━━━━━ Material supplied

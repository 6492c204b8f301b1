use std::env;
use std::fs;
use std::path::{Path, PathBuf};

use serde::{Deserialize, Serialize};
use thiserror::Error;

use crate::funnel::signals::{SignalKind, SignalPatterns};

#[derive(Clone, Debug)]
pub struct AppConfig {
    pub server: ServerConfig,
    pub logging: LoggingConfig,
    pub catalog: CatalogConfig,
    pub signals: SignalPatterns,
}

#[derive(Clone, Debug)]
pub struct ServerConfig {
    pub bind_address: String,
    pub port: u16,
    pub graceful_shutdown_secs: u64,
}

#[derive(Clone, Debug)]
pub struct LoggingConfig {
    pub level: String,
    pub format: LogFormat,
}

#[derive(Clone, Debug, Default)]
pub struct CatalogConfig {
    /// JSON product list; the built-in catalog is used when unset.
    pub path: Option<PathBuf>,
}

#[derive(Clone, Copy, Debug, PartialEq, Eq, Serialize, Deserialize)]
#[serde(rename_all = "snake_case")]
pub enum LogFormat {
    Compact,
    Pretty,
    Json,
}

#[derive(Clone, Debug, Default)]
pub struct ConfigOverrides {
    pub bind_address: Option<String>,
    pub port: Option<u16>,
    pub log_level: Option<String>,
    pub log_format: Option<LogFormat>,
    pub catalog_path: Option<PathBuf>,
}

#[derive(Clone, Debug, Default)]
pub struct LoadOptions {
    pub config_path: Option<PathBuf>,
    pub require_file: bool,
    pub overrides: ConfigOverrides,
}

#[derive(Debug, Error)]
pub enum ConfigError {
    #[error("could not read config file `{path}`: {source}")]
    ReadFile { path: PathBuf, source: std::io::Error },
    #[error("could not parse config file `{path}`: {source}")]
    ParseFile { path: PathBuf, source: toml::de::Error },
    #[error("required config file was not found: `{0}`")]
    MissingConfigFile(PathBuf),
    #[error("environment variable interpolation failed for `{var}`")]
    MissingEnvInterpolation { var: String },
    #[error("unterminated environment interpolation expression")]
    UnterminatedInterpolation,
    #[error("invalid environment override for `{key}`: `{value}`")]
    InvalidEnvOverride { key: String, value: String },
    #[error("configuration validation failed: {0}")]
    Validation(String),
}

impl Default for AppConfig {
    fn default() -> Self {
        Self {
            server: ServerConfig {
                bind_address: "127.0.0.1".to_string(),
                port: 3000,
                graceful_shutdown_secs: 15,
            },
            logging: LoggingConfig { level: "info".to_string(), format: LogFormat::Compact },
            catalog: CatalogConfig::default(),
            signals: SignalPatterns::default(),
        }
    }
}

impl std::str::FromStr for LogFormat {
    type Err = ConfigError;

    fn from_str(value: &str) -> Result<Self, Self::Err> {
        match value.trim().to_ascii_lowercase().as_str() {
            "compact" => Ok(Self::Compact),
            "pretty" => Ok(Self::Pretty),
            "json" => Ok(Self::Json),
            other => Err(ConfigError::Validation(format!(
                "unsupported log format `{other}` (expected compact|pretty|json)"
            ))),
        }
    }
}

impl AppConfig {
    pub fn load(options: LoadOptions) -> Result<Self, ConfigError> {
        let mut config = Self::default();
        let maybe_path = resolve_config_path(options.config_path.as_deref());

        if let Some(path) = maybe_path {
            let patch = read_patch(&path)?;
            config.apply_patch(patch);
        } else if options.require_file {
            let expected =
                options.config_path.unwrap_or_else(|| PathBuf::from("pitchcraft.toml"));
            return Err(ConfigError::MissingConfigFile(expected));
        }

        config.apply_env_overrides()?;
        config.apply_overrides(options.overrides);
        config.validate()?;

        Ok(config)
    }

    fn apply_patch(&mut self, patch: ConfigPatch) {
        if let Some(server) = patch.server {
            if let Some(bind_address) = server.bind_address {
                self.server.bind_address = bind_address;
            }
            if let Some(port) = server.port {
                self.server.port = port;
            }
            if let Some(graceful_shutdown_secs) = server.graceful_shutdown_secs {
                self.server.graceful_shutdown_secs = graceful_shutdown_secs;
            }
        }

        if let Some(logging) = patch.logging {
            if let Some(level) = logging.level {
                self.logging.level = level;
            }
            if let Some(format) = logging.format {
                self.logging.format = format;
            }
        }

        if let Some(catalog) = patch.catalog {
            if let Some(path) = catalog.path {
                self.catalog.path = Some(path);
            }
        }

        if let Some(signals) = patch.signals {
            let lists = [
                (SignalKind::Question, signals.question),
                (SignalKind::Interest, signals.interest),
                (SignalKind::Hesitation, signals.hesitation),
                (SignalKind::Buy, signals.buy),
            ];
            for (kind, phrases) in lists {
                if let Some(phrases) = phrases {
                    *self.signals.phrases_mut(kind) = phrases;
                }
            }
        }
    }

    fn apply_env_overrides(&mut self) -> Result<(), ConfigError> {
        if let Some(value) = read_env("PITCHCRAFT_SERVER_BIND_ADDRESS") {
            self.server.bind_address = value;
        }
        if let Some(value) = read_env("PITCHCRAFT_SERVER_PORT") {
            self.server.port = parse_u16("PITCHCRAFT_SERVER_PORT", &value)?;
        }
        if let Some(value) = read_env("PITCHCRAFT_SERVER_GRACEFUL_SHUTDOWN_SECS") {
            self.server.graceful_shutdown_secs =
                parse_u64("PITCHCRAFT_SERVER_GRACEFUL_SHUTDOWN_SECS", &value)?;
        }

        let log_level =
            read_env("PITCHCRAFT_LOGGING_LEVEL").or_else(|| read_env("PITCHCRAFT_LOG_LEVEL"));
        if let Some(value) = log_level {
            self.logging.level = value;
        }
        let log_format =
            read_env("PITCHCRAFT_LOGGING_FORMAT").or_else(|| read_env("PITCHCRAFT_LOG_FORMAT"));
        if let Some(value) = log_format {
            self.logging.format = value.parse()?;
        }

        if let Some(value) = read_env("PITCHCRAFT_CATALOG_PATH") {
            self.catalog.path = Some(PathBuf::from(value));
        }

        for kind in SignalKind::ALL {
            let key = format!("PITCHCRAFT_SIGNALS_{}", kind.as_str().to_ascii_uppercase());
            if let Some(value) = read_env(&key) {
                *self.signals.phrases_mut(kind) = parse_phrase_list(&value);
            }
        }

        Ok(())
    }

    fn apply_overrides(&mut self, overrides: ConfigOverrides) {
        if let Some(bind_address) = overrides.bind_address {
            self.server.bind_address = bind_address;
        }
        if let Some(port) = overrides.port {
            self.server.port = port;
        }
        if let Some(log_level) = overrides.log_level {
            self.logging.level = log_level;
        }
        if let Some(log_format) = overrides.log_format {
            self.logging.format = log_format;
        }
        if let Some(catalog_path) = overrides.catalog_path {
            self.catalog.path = Some(catalog_path);
        }
    }

    pub fn validate(&self) -> Result<(), ConfigError> {
        validate_server(&self.server)?;
        validate_logging(&self.logging)?;
        validate_catalog(&self.catalog)?;
        validate_signals(&self.signals)?;
        Ok(())
    }
}

/// Config files probed when no explicit path is given, in order.
pub const DEFAULT_CONFIG_PATHS: [&str; 2] = ["pitchcraft.toml", "config/pitchcraft.toml"];

pub fn resolve_config_path(explicit_path: Option<&Path>) -> Option<PathBuf> {
    if let Some(path) = explicit_path {
        return path.exists().then_some(path.to_path_buf());
    }

    DEFAULT_CONFIG_PATHS.into_iter().map(PathBuf::from).find(|path| path.exists())
}

fn read_patch(path: &Path) -> Result<ConfigPatch, ConfigError> {
    let raw = fs::read_to_string(path)
        .map_err(|source| ConfigError::ReadFile { path: path.to_path_buf(), source })?;

    let interpolated = interpolate_env_vars(&raw)?;
    toml::from_str::<ConfigPatch>(&interpolated)
        .map_err(|source| ConfigError::ParseFile { path: path.to_path_buf(), source })
}

fn interpolate_env_vars(input: &str) -> Result<String, ConfigError> {
    let mut output = String::with_capacity(input.len());
    let mut chars = input.chars().peekable();

    while let Some(ch) = chars.next() {
        if ch == '$' && matches!(chars.peek(), Some('{')) {
            chars.next();
            let mut key = String::new();

            loop {
                match chars.next() {
                    Some('}') => break,
                    Some(next) => key.push(next),
                    None => return Err(ConfigError::UnterminatedInterpolation),
                }
            }

            let value = env::var(&key)
                .map_err(|_| ConfigError::MissingEnvInterpolation { var: key.clone() })?;
            output.push_str(&value);
            continue;
        }

        output.push(ch);
    }

    Ok(output)
}

fn validate_server(server: &ServerConfig) -> Result<(), ConfigError> {
    if server.bind_address.trim().is_empty() {
        return Err(ConfigError::Validation("server.bind_address must not be empty".to_string()));
    }

    if server.port == 0 {
        return Err(ConfigError::Validation("server.port must be greater than zero".to_string()));
    }

    if server.graceful_shutdown_secs == 0 {
        return Err(ConfigError::Validation(
            "server.graceful_shutdown_secs must be greater than zero".to_string(),
        ));
    }

    Ok(())
}

fn validate_logging(logging: &LoggingConfig) -> Result<(), ConfigError> {
    let level = logging.level.trim().to_ascii_lowercase();
    match level.as_str() {
        "trace" | "debug" | "info" | "warn" | "error" => Ok(()),
        _ => Err(ConfigError::Validation(
            "logging.level must be one of trace|debug|info|warn|error".to_string(),
        )),
    }
}

fn validate_catalog(catalog: &CatalogConfig) -> Result<(), ConfigError> {
    if let Some(path) = &catalog.path {
        if path.extension().and_then(|ext| ext.to_str()) != Some("json") {
            return Err(ConfigError::Validation(format!(
                "catalog.path must point to a .json file (got `{}`)",
                path.display()
            )));
        }
    }
    Ok(())
}

fn validate_signals(signals: &SignalPatterns) -> Result<(), ConfigError> {
    match signals.first_empty() {
        Some(kind) => Err(ConfigError::Validation(format!(
            "signals.{} must list at least one trigger phrase",
            kind.as_str()
        ))),
        None => Ok(()),
    }
}

fn read_env(key: &str) -> Option<String> {
    env::var(key).ok().filter(|value| !value.trim().is_empty())
}

fn parse_phrase_list(value: &str) -> Vec<String> {
    value
        .split(',')
        .map(str::trim)
        .filter(|phrase| !phrase.is_empty())
        .map(str::to_string)
        .collect()
}

fn parse_u16(key: &str, value: &str) -> Result<u16, ConfigError> {
    value.parse::<u16>().map_err(|_| ConfigError::InvalidEnvOverride {
        key: key.to_string(),
        value: value.to_string(),
    })
}

fn parse_u64(key: &str, value: &str) -> Result<u64, ConfigError> {
    value.parse::<u64>().map_err(|_| ConfigError::InvalidEnvOverride {
        key: key.to_string(),
        value: value.to_string(),
    })
}

#[derive(Debug, Default, Deserialize)]
struct ConfigPatch {
    server: Option<ServerPatch>,
    logging: Option<LoggingPatch>,
    catalog: Option<CatalogPatch>,
    signals: Option<SignalsPatch>,
}

#[derive(Debug, Default, Deserialize)]
struct ServerPatch {
    bind_address: Option<String>,
    port: Option<u16>,
    graceful_shutdown_secs: Option<u64>,
}

#[derive(Debug, Default, Deserialize)]
struct LoggingPatch {
    level: Option<String>,
    format: Option<LogFormat>,
}

#[derive(Debug, Default, Deserialize)]
struct CatalogPatch {
    path: Option<PathBuf>,
}

#[derive(Debug, Default, Deserialize)]
struct SignalsPatch {
    question: Option<Vec<String>>,
    interest: Option<Vec<String>>,
    hesitation: Option<Vec<String>>,
    buy: Option<Vec<String>>,
}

━━━━━━━━━━

### Activity
From the entries, report each line that includes the word "ConfigOverrides".

### Response to the task
pub struct ConfigOverrides {
    pub overrides: ConfigOverrides,
    fn apply_overrides(&mut self, overrides: ConfigOverrides) {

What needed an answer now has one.